Jess asked Rowan if that played into his thinking when interviewing the various players at the time. Rowan answered that if he were to say now that he understood the changed mindset, the “crossing of the Rubicon” (as put by contributor Denis Bradley in the book), “I’d be telling a lie.” He recalled meeting a woman in a café who read to him and colleague Eamonn Mallie a statement from the IRA that included the words “a complete cessation of military operations”. Rowan remembered thinking to himself, “What does that phrase mean, or what doesn’t it mean?”

He reflected on the loyalist paramilitary ceasefire statements, too, revealing to the audience that some months before the IRA ceasefire announcement of 31 August 1994, the loyalists were thinking of going first. Rowan said that he learned that Archbishop Robin Eames was involved in some quiet initiative in the background, and that loyalists had shared a document with him in March 1994, which they wanted to share with UK Prime Minister John Major.
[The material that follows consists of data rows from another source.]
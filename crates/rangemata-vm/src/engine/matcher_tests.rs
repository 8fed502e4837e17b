use rangemata_compiler::Compiler;
use rangemata_core::{Automaton, Interval, Node};

use super::{Matcher, RuntimeError};

fn dfa(node: &Node) -> Automaton {
    Compiler::new().minimize(true).compile(node).unwrap()
}

fn matches(a: &Automaton, text: &str) -> Vec<(usize, usize)> {
    Matcher::new(a).unwrap().find_matches(text).collect()
}

#[test]
fn rejects_nondeterministic_input() {
    let mut a = Automaton::new();
    let x = a.add_state(true);
    let y = a.add_state(false);
    a.add_transition(0, Interval::single('a' as u32), x);
    a.add_transition(0, Interval::single('a' as u32), y);

    assert_eq!(Matcher::new(&a).unwrap_err(), RuntimeError::NotDeterministic);
}

#[test]
fn accepts_whole_string() {
    let a = dfa(&Node::concatenation(
        Node::range('a', 'z'),
        Node::star(Node::range('0', '9')),
    ));
    let m = Matcher::new(&a).unwrap();

    assert!(m.accepts("a"));
    assert!(m.accepts("a123"));
    assert!(!m.accepts("1a"));
    assert!(!m.accepts(""));
    assert!(!m.accepts("a1b"));
}

#[test]
fn empty_language_accepts_nothing() {
    let a = Automaton::empty();
    let m = Matcher::new(&a).unwrap();

    assert!(!m.accepts(""));
    assert!(!m.accepts("a"));
    assert_eq!(m.find_matches("abc").count(), 0);
}

#[test]
fn longest_match_at_offset() {
    let a = dfa(&Node::plus(Node::char('a')));
    let m = Matcher::new(&a).unwrap();

    assert_eq!(m.longest_match_at("xaaab", 1), Some(4));
    assert_eq!(m.longest_match_at("xaaab", 2), Some(4));
    assert_eq!(m.longest_match_at("xaaab", 0), None);
    assert_eq!(m.longest_match_at("xaaab", 5), None);
    assert_eq!(m.longest_match_at("xaaab", 10), None);
}

#[test]
fn longest_match_off_char_boundary() {
    let a = Automaton::any_string();
    let m = Matcher::new(&a).unwrap();

    assert_eq!(m.longest_match_at("éa", 1), None);
    assert_eq!(m.longest_match_at("éa", 2), Some(3));
}

#[test]
fn finds_all_matches() {
    let a = dfa(&Node::plus(Node::range('0', '9')));

    assert_eq!(matches(&a, "ab12c345"), vec![(2, 4), (5, 8)]);
    assert_eq!(matches(&a, "no digits"), vec![]);
}

#[test]
fn prefers_longest_at_leftmost_start() {
    let a = dfa(&Node::alternation(Node::char('a'), Node::string("ab")));

    assert_eq!(matches(&a, "abab"), vec![(0, 2), (2, 4)]);
    assert_eq!(matches(&a, "aab"), vec![(0, 1), (1, 3)]);
}

#[test]
fn empty_matches() {
    let a = dfa(&Node::star(Node::char('a')));

    assert_eq!(matches(&a, "baab"), vec![(0, 0), (1, 3), (4, 4)]);
    assert_eq!(matches(&a, ""), vec![(0, 0)]);
}

#[test]
fn offsets_are_bytes() {
    let a = dfa(&Node::plus(Node::char('é')));

    assert_eq!(matches(&a, "aéé"), vec![(1, 5)]);
}

#[test]
fn singleton_shortcut() {
    let a = Automaton::string("ab");
    let m = Matcher::new(&a).unwrap();

    assert!(m.accepts("ab"));
    assert!(!m.accepts("abab"));
    assert_eq!(m.longest_match_at("xab", 1), Some(3));
    assert_eq!(matches(&a, "xababa"), vec![(1, 3), (3, 5)]);
}

#[test]
fn scans_are_rerunnable() {
    let a = dfa(&Node::plus(Node::char('a')));
    let m = Matcher::new(&a).unwrap();

    let first: Vec<_> = m.find_matches("a a a").collect();
    let second: Vec<_> = m.find_matches("a a a").collect();

    assert_eq!(first, vec![(0, 1), (2, 3), (4, 5)]);
    assert_eq!(first, second);
}

#[test]
fn shared_across_threads() {
    let a = dfa(&Node::concatenation(
        Node::range('a', 'z'),
        Node::star(Node::range('0', '9')),
    ));
    let m = Matcher::new(&a).unwrap();

    std::thread::scope(|scope| {
        let handles: Vec<_> = (0..4)
            .map(|i| {
                scope.spawn(move || {
                    let text = format!("x{i}{i}");
                    (m.accepts(&text), m.find_matches(&text).count())
                })
            })
            .collect();
        for handle in handles {
            assert_eq!(handle.join().unwrap(), (true, 1));
        }
    });
}
//! Regular combinators over whole automata.
//!
//! Operands are embedded into a fresh build graph, wired with the same
//! fragment combinators the construction uses, and flattened again.

use rangemata_core::Automaton;

use crate::build::{BuildGraph, Fragment, eliminate};
use crate::{Error, Limits, Result};

/// Automaton accepting the strings either operand accepts.
pub fn union(a: &Automaton, b: &Automaton) -> Automaton {
    if let (Some(x), Some(y)) = (a.singleton(), b.singleton()) {
        if x == y {
            return a.clone();
        }
    }
    combine(&[a, b], |g, f| g.alternation(f))
}

/// Automaton accepting `xy` for every `x` accepted by `a` and `y` by `b`.
pub fn concatenate(a: &Automaton, b: &Automaton) -> Automaton {
    if let (Some(x), Some(y)) = (a.singleton(), b.singleton()) {
        return Automaton::string(&format!("{x}{y}"));
    }
    combine(&[a, b], |g, f| g.sequence(f))
}

/// Kleene star.
pub fn star(a: &Automaton) -> Automaton {
    combine(&[a], |g, f| g.zero_or_more(f[0]))
}

/// One or more repetitions.
pub fn plus(a: &Automaton) -> Automaton {
    combine(&[a], |g, f| g.one_or_more(f[0]))
}

/// The language of `a` plus the empty string.
pub fn optional(a: &Automaton) -> Automaton {
    combine(&[a], |g, f| g.optional(f[0]))
}

/// Between `min` and `max` repetitions of `a`; `max: None` is unbounded.
pub fn repeat(a: &Automaton, min: u32, max: Option<u32>) -> Result<Automaton> {
    repeat_with(a, min, max, &Limits::default())
}

/// Like [`repeat`], failing if the unrolled copies would exceed `limits`.
pub fn repeat_with(
    a: &Automaton,
    min: u32,
    max: Option<u32>,
    limits: &Limits,
) -> Result<Automaton> {
    if let Some(max) = max {
        if min > max {
            return Err(Error::InvalidRepetitionBounds { min, max });
        }
    }
    if let (Some(s), Some(max)) = (a.singleton(), max) {
        if min == max {
            let len = s.chars().count();
            limits.check_projected(len.checked_mul(min as usize).and_then(|n| n.checked_add(1)))?;
            return Ok(Automaton::string(&s.repeat(min as usize)));
        }
    }

    let mut g = BuildGraph::new();
    let inner = g.embed(a);
    let fragment = g.repeat(inner, min, max, limits)?;
    let result = eliminate(&g, fragment);
    limits.check_states(result.len())?;
    Ok(result)
}

fn combine(
    operands: &[&Automaton],
    wire: impl FnOnce(&mut BuildGraph, &[Fragment]) -> Fragment,
) -> Automaton {
    let mut g = BuildGraph::new();
    let fragments: Vec<Fragment> = operands.iter().map(|a| g.embed(a)).collect();
    let fragment = wire(&mut g, &fragments);
    eliminate(&g, fragment)
}
//! Epsilon elimination pass.
//!
//! Flattens a fragment of the build graph into an epsilon-free automaton.
//! Only the fragment entry and the targets of interval edges become states;
//! every other node is pure control flow and is looked through.
//!
//! For each such node the epsilon closure is computed; the state accepts if
//! the closure contains the fragment exit, and its transitions are the union
//! of the interval edges leaving the closure.

use std::collections::VecDeque;

use rangemata_core::{Automaton, StateId};

use super::graph::{BuildGraph, Edge, Fragment, NodeId};

/// Build an automaton accepting exactly the strings spelled from
/// `fragment.entry` to `fragment.exit`.
///
/// States are numbered in breadth-first discovery order, following edges
/// sorted by interval, so equal graphs always produce equal automata.
pub fn eliminate(graph: &BuildGraph, fragment: Fragment) -> Automaton {
    const UNMAPPED: StateId = StateId::MAX;

    let mut state_of = vec![UNMAPPED; graph.len()];
    let mut automaton = Automaton::new();
    state_of[fragment.entry as usize] = automaton.initial();

    let mut queue = VecDeque::from([fragment.entry]);
    let mut closure = Closure::new(graph.len());
    let mut edges: Vec<Edge> = Vec::new();

    while let Some(node) = queue.pop_front() {
        let state = state_of[node as usize];
        closure.compute(graph, node);

        edges.clear();
        let mut accept = false;
        for &member in &closure.members {
            accept |= member == fragment.exit;
            edges.extend_from_slice(&graph.node(member).edges);
        }
        edges.sort_unstable();
        edges.dedup();

        if accept {
            automaton.set_accept(state, true);
        }
        for edge in &edges {
            let target = match state_of[edge.target as usize] {
                UNMAPPED => {
                    let id = automaton.add_state(false);
                    state_of[edge.target as usize] = id;
                    queue.push_back(edge.target);
                    id
                }
                id => id,
            };
            automaton.add_transition(state, edge.interval, target);
        }
    }

    log::debug!(
        "epsilon elimination: {} graph nodes -> {} states, {} transitions{}",
        graph.len(),
        automaton.len(),
        automaton.transition_count(),
        if automaton.is_deterministic() {
            " (deterministic)"
        } else {
            ""
        }
    );

    automaton
}

/// Reusable epsilon-closure buffer.
///
/// Visited marks are generation stamps, so successive closures need no
/// clearing pass over the whole graph.
struct Closure {
    stamp: Vec<u32>,
    generation: u32,
    members: Vec<NodeId>,
    stack: Vec<NodeId>,
}

impl Closure {
    fn new(len: usize) -> Self {
        Self {
            stamp: vec![0; len],
            generation: 0,
            members: Vec::new(),
            stack: Vec::new(),
        }
    }

    fn compute(&mut self, graph: &BuildGraph, start: NodeId) {
        self.generation += 1;
        let generation = self.generation;
        self.members.clear();

        self.stamp[start as usize] = generation;
        self.stack.push(start);
        while let Some(id) = self.stack.pop() {
            self.members.push(id);
            for &succ in &graph.node(id).successors {
                if self.stamp[succ as usize] != generation {
                    self.stamp[succ as usize] = generation;
                    self.stack.push(succ);
                }
            }
        }
    }
}
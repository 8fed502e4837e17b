//! Finite-state transducers.
//!
//! A transducer is an automaton whose transitions also emit output. Its
//! image under an input automaton is the automaton of everything it emits
//! while reading the strings that input accepts.

use std::fmt::{self, Write};

use indexmap::IndexSet;
use rangemata_core::{Automaton, Interval, MAX_SYMBOL, StateId, Symbol};

use crate::build::{BuildGraph, Fragment, NodeId, eliminate};
use crate::ops::trim;

/// What a transition emits for the symbol it consumes.
#[derive(Clone, Copy, Debug, PartialEq, Eq, PartialOrd, Ord, Hash)]
pub enum Output {
    /// The consumed symbol itself.
    Identity,
    /// Nothing.
    Epsilon,
    /// Any one symbol of the interval.
    Interval(Interval),
}

impl fmt::Display for Output {
    fn fmt(&self, f: &mut fmt::Formatter<'_>) -> fmt::Result {
        match self {
            Output::Identity => f.write_str("*"),
            Output::Epsilon => f.write_str("ε"),
            Output::Interval(interval) => write!(f, "{interval}"),
        }
    }
}

#[derive(Clone, Copy, Debug, PartialEq, Eq, PartialOrd, Ord, Hash)]
pub struct TransducerTransition {
    pub interval: Interval,
    pub output: Output,
    pub target: StateId,
}

#[derive(Clone, Debug, Default, PartialEq, Eq)]
struct TransducerState {
    accept: bool,
    transitions: Vec<TransducerTransition>,
}

/// An automaton with output on every transition.
#[derive(Clone, Debug, PartialEq, Eq)]
pub struct Transducer {
    states: Vec<TransducerState>,
    initial: StateId,
}

impl Default for Transducer {
    fn default() -> Self {
        Self::new()
    }
}

impl Transducer {
    /// A single non-accepting initial state.
    pub fn new() -> Self {
        Self {
            states: vec![TransducerState::default()],
            initial: 0,
        }
    }

    /// Same states and transitions as `a`, every output set to epsilon.
    pub fn from_automaton(a: &Automaton) -> Self {
        let states = a
            .states()
            .map(|(_, s)| TransducerState {
                accept: s.is_accept(),
                transitions: s
                    .transitions()
                    .iter()
                    .map(|t| TransducerTransition {
                        interval: t.interval,
                        output: Output::Epsilon,
                        target: t.target,
                    })
                    .collect(),
            })
            .collect();
        Self {
            states,
            initial: a.initial(),
        }
    }

    pub fn add_state(&mut self, accept: bool) -> StateId {
        let id = self.states.len() as StateId;
        self.states.push(TransducerState {
            accept,
            transitions: Vec::new(),
        });
        id
    }

    pub fn set_accept(&mut self, state: StateId, accept: bool) {
        self.states[state as usize].accept = accept;
    }

    pub fn initial(&self) -> StateId {
        self.initial
    }

    pub fn len(&self) -> usize {
        self.states.len()
    }

    /// Always false: the initial state exists.
    pub fn is_empty(&self) -> bool {
        self.states.is_empty()
    }

    pub fn is_accept(&self, state: StateId) -> bool {
        self.states[state as usize].accept
    }

    /// Outgoing transitions sorted by interval.
    pub fn transitions(&self, state: StateId) -> &[TransducerTransition] {
        &self.states[state as usize].transitions
    }

    pub fn add_transition(&mut self, from: StateId, interval: Interval, output: Output, to: StateId) {
        let transition = TransducerTransition {
            interval,
            output,
            target: to,
        };
        let list = &mut self.states[from as usize].transitions;
        if let Err(pos) = list.binary_search(&transition) {
            list.insert(pos, transition);
        }
    }

    /// Transition on every symbol except `excluded`.
    pub fn add_exclude_transition(
        &mut self,
        from: StateId,
        excluded: char,
        output: Output,
        to: StateId,
    ) {
        let c = excluded as Symbol;
        if c > 0 {
            self.add_transition(from, Interval::new(0, c - 1), output, to);
        }
        if c < MAX_SYMBOL {
            self.add_transition(from, Interval::new(c + 1, MAX_SYMBOL), output, to);
        }
    }

    /// Transition on every symbol.
    pub fn add_accept_all_transition(&mut self, from: StateId, output: Output, to: StateId) {
        self.add_transition(from, Interval::full(), output, to);
    }

    /// Automaton of the outputs produced while reading strings of `input`.
    ///
    /// Runs the product of the transducer with `input`; epsilon outputs
    /// become epsilon edges and are eliminated afterwards.
    pub fn image(&self, input: &Automaton) -> Automaton {
        let mut g = BuildGraph::new();
        let exit = g.add_node();

        let mut pairs: IndexSet<(StateId, StateId)> = IndexSet::new();
        let mut nodes: Vec<NodeId> = Vec::new();
        pairs.insert((self.initial, input.initial()));
        nodes.push(g.add_node());
        let mut next = 0;

        while let Some(&(p, q)) = pairs.get_index(next) {
            let node = nodes[next];
            next += 1;

            if self.is_accept(p) && input.state(q).is_accept() {
                g.connect(node, exit);
            }
            for tp in self.transitions(p) {
                for tq in input.state(q).transitions() {
                    let Some(common) = tp.interval.intersect(&tq.interval) else {
                        continue;
                    };
                    let (index, inserted) = pairs.insert_full((tp.target, tq.target));
                    if inserted {
                        nodes.push(g.add_node());
                    }
                    let target = nodes[index];
                    match tp.output {
                        Output::Identity => g.add_edge(node, common, target),
                        Output::Epsilon => g.connect(node, target),
                        Output::Interval(out) => g.add_edge(node, out, target),
                    }
                }
            }
        }

        let result = trim(&eliminate(&g, Fragment::new(nodes[0], exit)));
        log::debug!(
            "transducer image: {} pairs -> {} states",
            pairs.len(),
            result.len()
        );
        result
    }

    pub fn dump(&self) -> String {
        let mut out = String::new();
        self.format(&mut out).expect("String write never fails");
        out
    }

    fn format(&self, w: &mut String) -> fmt::Result {
        for (id, state) in self.states.iter().enumerate() {
            let id = id as StateId;
            write!(w, "S{id}")?;
            match (id == self.initial, state.accept) {
                (true, true) => write!(w, " (initial, accept)")?,
                (true, false) => write!(w, " (initial)")?,
                (false, true) => write!(w, " (accept)")?,
                (false, false) => {}
            }
            writeln!(w)?;
            for t in &state.transitions {
                writeln!(w, "  {} / {} → S{}", t.interval, t.output, t.target)?;
            }
        }
        Ok(())
    }
}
But events on the ground, such as a series of tit-for-tat sectarian killings, changed the situation and meant that the loyalists would not go first with a ceasefire. Rowan played an audio clip of an interview with Eames, which Rowan said gave a sense of the nervousness of the situation at that time. Eames spoke about seeing a copy of the ceasefire wording that would be used in the loyalists’ ceasefire on 13 October 1994:

“I thanked God. I thank God particularly because I had said to them, ‘A ceasefire is going to be very, very hollow unless you can say something about the victims of violence.’ I was relieved when I saw they spoke about remorse. I realised also that there’d be mixed feelings in the public mind about this. But I was relieved.”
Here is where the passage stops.